Декабрь 2006 года — февраль 2007-го
В первых числа декабря Роб отправил мне мейл из Австралии:
«Год ужос нах… почти кончился… потом смогу наконец башку в порядок привести… пора менять все уже… в итоге весь тур и все, что он сделал с моей головой, будет мощным (духовным) даром. Но сейчас… и т. д.».
Последний отрезок тура Close Encounters стартовал в конце ноября.
«В Австралии было реально жестко, — вспоминает он. — Я не спал. Мне от синдрома дефицита внимания и гиперактивности прописали таблетки, а они, конечно же, содержат амфетамин, на который я, конечно же, подсел, так что одна таблетка не действовала на меня, две не действовали, три, так что я стал уже горсть зараз принимать. А это как мешок Pro Plus съесть: тебе сразу страшно, неуютно, с ума сходишь, паранойя».

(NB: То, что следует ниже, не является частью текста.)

use crate::constants::path::RGB_SHIFT_SHADER_PATH;
use bevy::image::BevyDefault;
use bevy::{
    core_pipeline::{
        core_3d::graph::{Core3d, Node3d},
        fullscreen_vertex_shader::fullscreen_shader_vertex_state,
    },
    ecs::query::QueryItem,
    ecs::system::lifetimeless::Read,
    prelude::*,
    render::{
        RenderApp,
        extract_component::{
            ComponentUniforms, DynamicUniformIndex, ExtractComponent, ExtractComponentPlugin,
            UniformComponentPlugin,
        },
        render_graph::{
            NodeRunError, RenderGraphApp, RenderGraphContext, RenderLabel, ViewNode, ViewNodeRunner,
        },
        render_resource::{
            binding_types::{sampler, texture_2d, uniform_buffer},
            *,
        },
        renderer::{RenderContext, RenderDevice},
        view::ViewTarget,
    },
};

/// Fullscreen pass offsetting the red and blue channels in opposite
/// directions. Runs on every camera carrying `RgbShiftSettings`.
pub struct RgbShiftPostProcessPlugin;

impl Plugin for RgbShiftPostProcessPlugin {
    fn build(&self, app: &mut App) {
        app.add_plugins((
            ExtractComponentPlugin::<RgbShiftSettings>::default(),
            UniformComponentPlugin::<RgbShiftUniform>::default(),
        ));

        let Some(render_app) = app.get_sub_app_mut(RenderApp) else {
            return;
        };

        render_app
            .add_render_graph_node::<ViewNodeRunner<RgbShiftPostProcessNode>>(
                Core3d,
                RgbShiftPostProcessLabel,
            )
            .add_render_graph_edges(
                Core3d,
                (
                    Node3d::Tonemapping,
                    RgbShiftPostProcessLabel,
                    Node3d::EndMainPassPostProcessing,
                ),
            );
    }

    fn finish(&self, app: &mut App) {
        let Some(render_app) = app.get_sub_app_mut(RenderApp) else {
            return;
        };

        render_app.init_resource::<RgbShiftPostProcessPipeline>();
    }
}

#[derive(Debug, Hash, PartialEq, Eq, Clone, RenderLabel)]
struct RgbShiftPostProcessLabel;

/// Shift distance in UV units and its direction in radians.
#[derive(Component, Default, Debug, Clone, Copy, PartialEq)]
pub struct RgbShiftSettings {
    pub amount: f32,
    pub angle: f32,
}

impl RgbShiftSettings {
    /// UV offset applied to the red channel; blue gets the negation.
    pub fn offset(&self) -> Vec2 {
        Vec2::from_angle(self.angle) * self.amount
    }
}

/// Render-world form of `RgbShiftSettings`, with the offset resolved once per
/// frame on the CPU. Padded to 16 bytes for WebGL uniform alignment.
#[derive(Component, Default, Debug, Clone, Copy, PartialEq, ShaderType)]
pub struct RgbShiftUniform {
    pub offset: Vec2,
    pub _padding: Vec2,
}

impl ExtractComponent for RgbShiftSettings {
    type QueryData = Read<RgbShiftSettings>;
    type QueryFilter = ();
    type Out = RgbShiftUniform;

    fn extract_component(settings: QueryItem<'_, Self::QueryData>) -> Option<Self::Out> {
        Some(RgbShiftUniform {
            offset: settings.offset(),
            _padding: Vec2::ZERO,
        })
    }
}

#[derive(Default)]
struct RgbShiftPostProcessNode;

impl ViewNode for RgbShiftPostProcessNode {
    type ViewQuery = (
        &'static ViewTarget,
        &'static DynamicUniformIndex<RgbShiftUniform>,
    );

    fn run(
        &self,
        _graph: &mut RenderGraphContext,
        render_context: &mut RenderContext,
        (view_target, settings_index): QueryItem<Self::ViewQuery>,
        world: &World,
    ) -> Result<(), NodeRunError> {
        let rgb_shift_pipeline = world.resource::<RgbShiftPostProcessPipeline>();
        let pipeline_cache = world.resource::<PipelineCache>();

        // Pipeline compiles asynchronously; skip frames until it is ready.
        let Some(pipeline) = pipeline_cache.get_render_pipeline(rgb_shift_pipeline.pipeline_id)
        else {
            return Ok(());
        };

        let settings_uniforms = world.resource::<ComponentUniforms<RgbShiftUniform>>();
        let Some(settings_binding) = settings_uniforms.uniforms().binding() else {
            return Ok(());
        };

        let post_process = view_target.post_process_write();

        let bind_group = render_context.render_device().create_bind_group(
            "rgb_shift_bind_group",
            &rgb_shift_pipeline.layout,
            &BindGroupEntries::sequential((
                post_process.source,
                &rgb_shift_pipeline.sampler,
                settings_binding.clone(),
            )),
        );

        let mut render_pass = render_context.begin_tracked_render_pass(RenderPassDescriptor {
            label: Some("rgb_shift_pass"),
            color_attachments: &[Some(RenderPassColorAttachment {
                view: post_process.destination,
                resolve_target: None,
                ops: Operations::default(),
            })],
            depth_stencil_attachment: None,
            timestamp_writes: None,
            occlusion_query_set: None,
        });

        render_pass.set_render_pipeline(pipeline);
        render_pass.set_bind_group(0, &bind_group, &[settings_index.index()]);
        render_pass.draw(0..3, 0..1);

        Ok(())
    }
}

#[derive(Resource)]
struct RgbShiftPostProcessPipeline {
    layout: BindGroupLayout,
    sampler: Sampler,
    pipeline_id: CachedRenderPipelineId,
}

impl FromWorld for RgbShiftPostProcessPipeline {
    fn from_world(world: &mut World) -> Self {
        let render_device = world.resource::<RenderDevice>();

        let layout = render_device.create_bind_group_layout(
            "rgb_shift_bind_group_layout",
            &BindGroupLayoutEntries::sequential(
                ShaderStages::FRAGMENT,
                (
                    texture_2d(TextureSampleType::Float { filterable: true }),
                    sampler(SamplerBindingType::Filtering),
                    uniform_buffer::<RgbShiftUniform>(true),
                ),
            ),
        );

        // Shifted lookups land between texels, and off-screen ones clamp to the edge.
        let sampler = render_device.create_sampler(&SamplerDescriptor {
            mag_filter: FilterMode::Linear,
            min_filter: FilterMode::Linear,
            address_mode_u: AddressMode::ClampToEdge,
            address_mode_v: AddressMode::ClampToEdge,
            ..default()
        });

        let shader = world.load_asset(RGB_SHIFT_SHADER_PATH);

        let pipeline_id =
            world
                .resource_mut::<PipelineCache>()
                .queue_render_pipeline(RenderPipelineDescriptor {
                    label: Some("rgb_shift_pipeline".into()),
                    layout: vec![layout.clone()],
                    vertex: fullscreen_shader_vertex_state(),
                    fragment: Some(FragmentState {
                        shader,
                        shader_defs: vec![],
                        entry_point: "fragment".into(),
                        targets: vec![Some(ColorTargetState {
                            format: TextureFormat::bevy_default(),
                            blend: None,
                            write_mask: ColorWrites::ALL,
                        })],
                    }),
                    primitive: PrimitiveState::default(),
                    depth_stencil: None,
                    multisample: MultisampleState::default(),
                    push_constant_ranges: vec![],
                    zero_initialize_workgroup_memory: false,
                });

        Self {
            layout,
            sampler,
            pipeline_id,
        }
    }
}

Последний концерт состоялся в Мельбурне 18 декабря 2006 года.
«Не спал вообще, — рассказывает он. — А надо было выходить петь перед восемьюдесятью тысячами народу или сколько их там было. Это вот напрягало сильно. Себя подвести, их подвести, подвести тех, для кого я работаю. И к тому же отыграв в том году несколько успешных концертов и понимая, на что я способен — вне зависимости от того, считаю я себя этого достойным, или нет. А в тот вечер — ну точно нет. Энергии у меня уже просто вообще не осталось. Я был затраханным. Но о концертах, которые оказались дерьмовыми, никакой волны плохих отзывов не было. Так что я объявился и выдал все, что у меня оставалось, пусть и в измененном состоянии».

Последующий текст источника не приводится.